Segment Open
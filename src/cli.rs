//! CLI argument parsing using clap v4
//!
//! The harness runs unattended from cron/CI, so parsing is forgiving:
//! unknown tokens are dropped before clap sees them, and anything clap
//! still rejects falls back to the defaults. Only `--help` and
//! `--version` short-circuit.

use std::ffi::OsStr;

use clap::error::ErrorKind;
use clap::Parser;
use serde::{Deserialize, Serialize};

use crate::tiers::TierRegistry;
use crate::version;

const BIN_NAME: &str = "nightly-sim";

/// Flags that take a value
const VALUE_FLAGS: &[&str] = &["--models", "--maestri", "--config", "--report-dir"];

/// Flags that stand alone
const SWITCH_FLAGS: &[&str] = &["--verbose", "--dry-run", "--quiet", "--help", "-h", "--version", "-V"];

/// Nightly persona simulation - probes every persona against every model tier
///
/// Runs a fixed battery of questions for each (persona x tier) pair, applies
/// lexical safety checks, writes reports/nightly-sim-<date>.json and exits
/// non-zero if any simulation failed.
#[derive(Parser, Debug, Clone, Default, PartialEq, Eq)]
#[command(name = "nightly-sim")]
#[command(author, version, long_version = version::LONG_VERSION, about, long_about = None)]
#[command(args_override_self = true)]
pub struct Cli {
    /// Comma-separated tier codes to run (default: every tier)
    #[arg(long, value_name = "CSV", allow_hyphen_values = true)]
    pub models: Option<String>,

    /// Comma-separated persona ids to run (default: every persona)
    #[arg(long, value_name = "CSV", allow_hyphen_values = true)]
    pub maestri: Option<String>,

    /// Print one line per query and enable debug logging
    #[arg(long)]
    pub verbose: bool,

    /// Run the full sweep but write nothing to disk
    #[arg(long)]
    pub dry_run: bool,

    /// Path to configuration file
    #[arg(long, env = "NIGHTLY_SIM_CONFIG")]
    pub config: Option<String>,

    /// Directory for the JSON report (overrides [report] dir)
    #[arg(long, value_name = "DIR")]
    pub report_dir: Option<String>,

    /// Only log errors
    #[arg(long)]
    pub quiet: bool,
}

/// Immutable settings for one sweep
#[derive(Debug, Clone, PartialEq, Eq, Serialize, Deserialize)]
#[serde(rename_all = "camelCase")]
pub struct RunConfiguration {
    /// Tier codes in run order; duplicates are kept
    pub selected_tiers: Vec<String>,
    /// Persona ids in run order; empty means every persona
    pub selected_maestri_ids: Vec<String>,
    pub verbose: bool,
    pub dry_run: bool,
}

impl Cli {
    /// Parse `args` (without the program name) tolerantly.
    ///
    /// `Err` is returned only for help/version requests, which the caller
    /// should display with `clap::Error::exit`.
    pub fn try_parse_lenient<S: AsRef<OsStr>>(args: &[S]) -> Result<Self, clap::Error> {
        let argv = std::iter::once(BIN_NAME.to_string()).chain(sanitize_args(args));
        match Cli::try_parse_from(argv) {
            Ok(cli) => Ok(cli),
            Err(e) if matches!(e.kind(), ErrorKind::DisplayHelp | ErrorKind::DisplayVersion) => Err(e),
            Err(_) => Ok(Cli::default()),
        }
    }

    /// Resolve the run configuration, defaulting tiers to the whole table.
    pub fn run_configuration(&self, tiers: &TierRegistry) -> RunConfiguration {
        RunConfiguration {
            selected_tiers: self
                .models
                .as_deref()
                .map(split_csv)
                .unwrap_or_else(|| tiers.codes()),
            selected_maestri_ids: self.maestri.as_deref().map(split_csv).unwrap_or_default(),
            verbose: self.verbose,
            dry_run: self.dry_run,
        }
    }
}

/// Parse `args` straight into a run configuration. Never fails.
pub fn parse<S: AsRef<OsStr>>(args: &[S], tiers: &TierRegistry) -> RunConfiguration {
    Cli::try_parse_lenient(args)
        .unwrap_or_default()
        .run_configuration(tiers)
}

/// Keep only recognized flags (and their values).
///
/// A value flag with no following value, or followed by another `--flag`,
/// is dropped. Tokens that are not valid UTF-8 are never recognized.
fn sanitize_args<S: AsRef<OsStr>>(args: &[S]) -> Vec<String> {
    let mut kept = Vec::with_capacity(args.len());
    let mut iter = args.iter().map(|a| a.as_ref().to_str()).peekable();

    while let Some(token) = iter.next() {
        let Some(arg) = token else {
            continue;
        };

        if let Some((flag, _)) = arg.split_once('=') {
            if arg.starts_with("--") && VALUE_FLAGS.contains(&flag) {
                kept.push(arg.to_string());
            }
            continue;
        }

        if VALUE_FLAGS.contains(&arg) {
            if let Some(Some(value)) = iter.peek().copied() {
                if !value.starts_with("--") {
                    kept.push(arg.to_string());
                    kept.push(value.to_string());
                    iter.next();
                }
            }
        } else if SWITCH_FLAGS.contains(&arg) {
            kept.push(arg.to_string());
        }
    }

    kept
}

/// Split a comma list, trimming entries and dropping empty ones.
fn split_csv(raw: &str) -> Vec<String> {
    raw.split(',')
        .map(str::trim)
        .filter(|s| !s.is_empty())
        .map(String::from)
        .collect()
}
Segment Closed
* _ASSIGNMENT_: An exact restatement of the data is required.

* _YOUR RESPONSE_:
filename src/cli.rs
//! CLI argument parsing using clap v4
//!
//! The harness runs unattended from cron/CI, so parsing is forgiving:
//! unknown tokens are dropped before clap sees them, and anything clap
//! still rejects falls back to the defaults. Only `--help` and
//! `--version` short-circuit.

use std::ffi::OsStr;

use clap::error::ErrorKind;
use clap::Parser;
use serde::{Deserialize, Serialize};

use crate::tiers::TierRegistry;
use crate::version;

const BIN_NAME: &str = "nightly-sim";

/// Flags that take a value
const VALUE_FLAGS: &[&str] = &["--models", "--maestri", "--config", "--report-dir"];

/// Flags that stand alone
const SWITCH_FLAGS: &[&str] = &["--verbose", "--dry-run", "--quiet", "--help", "-h", "--version", "-V"];

/// Nightly persona simulation - probes every persona against every model tier
///
/// Runs a fixed battery of questions for each (persona x tier) pair, applies
/// lexical safety checks, writes reports/nightly-sim-<date>.json and exits
/// non-zero if any simulation failed.
#[derive(Parser, Debug, Clone, Default, PartialEq, Eq)]
#[command(name = "nightly-sim")]
#[command(author, version, long_version = version::LONG_VERSION, about, long_about = None)]
#[command(args_override_self = true)]
pub struct Cli {
    /// Comma-separated tier codes to run (default: every tier)
    #[arg(long, value_name = "CSV", allow_hyphen_values = true)]
    pub models: Option<String>,

    /// Comma-separated persona ids to run (default: every persona)
    #[arg(long, value_name = "CSV", allow_hyphen_values = true)]
    pub maestri: Option<String>,

    /// Print one line per query and enable debug logging
    #[arg(long)]
    pub verbose: bool,

    /// Run the full sweep but write nothing to disk
    #[arg(long)]
    pub dry_run: bool,

    /// Path to configuration file
    #[arg(long, env = "NIGHTLY_SIM_CONFIG")]
    pub config: Option<String>,

    /// Directory for the JSON report (overrides [report] dir)
    #[arg(long, value_name = "DIR")]
    pub report_dir: Option<String>,

    /// Only log errors
    #[arg(long)]
    pub quiet: bool,
}

/// Immutable settings for one sweep
#[derive(Debug, Clone, PartialEq, Eq, Serialize, Deserialize)]
#[serde(rename_all = "camelCase")]
pub struct RunConfiguration {
    /// Tier codes in run order; duplicates are kept
    pub selected_tiers: Vec<String>,
    /// Persona ids in run order; empty means every persona
    pub selected_maestri_ids: Vec<String>,
    pub verbose: bool,
    pub dry_run: bool,
}

impl Cli {
    /// Parse `args` (without the program name) tolerantly.
    ///
    /// `Err` is returned only for help/version requests, which the caller
    /// should display with `clap::Error::exit`.
    pub fn try_parse_lenient<S: AsRef<OsStr>>(args: &[S]) -> Result<Self, clap::Error> {
        let argv = std::iter::once(BIN_NAME.to_string()).chain(sanitize_args(args));
        match Cli::try_parse_from(argv) {
            Ok(cli) => Ok(cli),
            Err(e) if matches!(e.kind(), ErrorKind::DisplayHelp | ErrorKind::DisplayVersion) => Err(e),
            Err(_) => Ok(Cli::default()),
        }
    }

    /// Resolve the run configuration, defaulting tiers to the whole table.
    pub fn run_configuration(&self, tiers: &TierRegistry) -> RunConfiguration {
        RunConfiguration {
            selected_tiers: self
                .models
                .as_deref()
                .map(split_csv)
                .unwrap_or_else(|| tiers.codes()),
            selected_maestri_ids: self.maestri.as_deref().map(split_csv).unwrap_or_default(),
            verbose: self.verbose,
            dry_run: self.dry_run,
        }
    }
}

/// Parse `args` straight into a run configuration. Never fails.
pub fn parse<S: AsRef<OsStr>>(args: &[S], tiers: &TierRegistry) -> RunConfiguration {
    Cli::try_parse_lenient(args)
        .unwrap_or_default()
        .run_configuration(tiers)
}

/// Keep only recognized flags (and their values).
///
/// A value flag with no following value, or followed by another `--flag`,
/// is dropped. Tokens that are not valid UTF-8 are never recognized.
fn sanitize_args<S: AsRef<OsStr>>(args: &[S]) -> Vec<String> {
    let mut kept = Vec::with_capacity(args.len());
    let mut iter = args.iter().map(|a| a.as_ref().to_str()).peekable();

    while let Some(token) = iter.next() {
        let Some(arg) = token else {
            continue;
        };

        if let Some((flag, _)) = arg.split_once('=') {
            if arg.starts_with("--") && VALUE_FLAGS.contains(&flag) {
                kept.push(arg.to_string());
            }
            continue;
        }

        if VALUE_FLAGS.contains(&arg) {
            if let Some(Some(value)) = iter.peek().copied() {
                if !value.starts_with("--") {
                    kept.push(arg.to_string());
                    kept.push(value.to_string());
                    iter.next();
                }
            }
        } else if SWITCH_FLAGS.contains(&arg) {
            kept.push(arg.to_string());
        }
    }

    kept
}

/// Split a comma list, trimming entries and dropping empty ones.
fn split_csv(raw: &str) -> Vec<String> {
    raw.split(',')
        .map(str::trim)
        .filter(|s| !s.is_empty())
        .map(String::from)
        .collect()
}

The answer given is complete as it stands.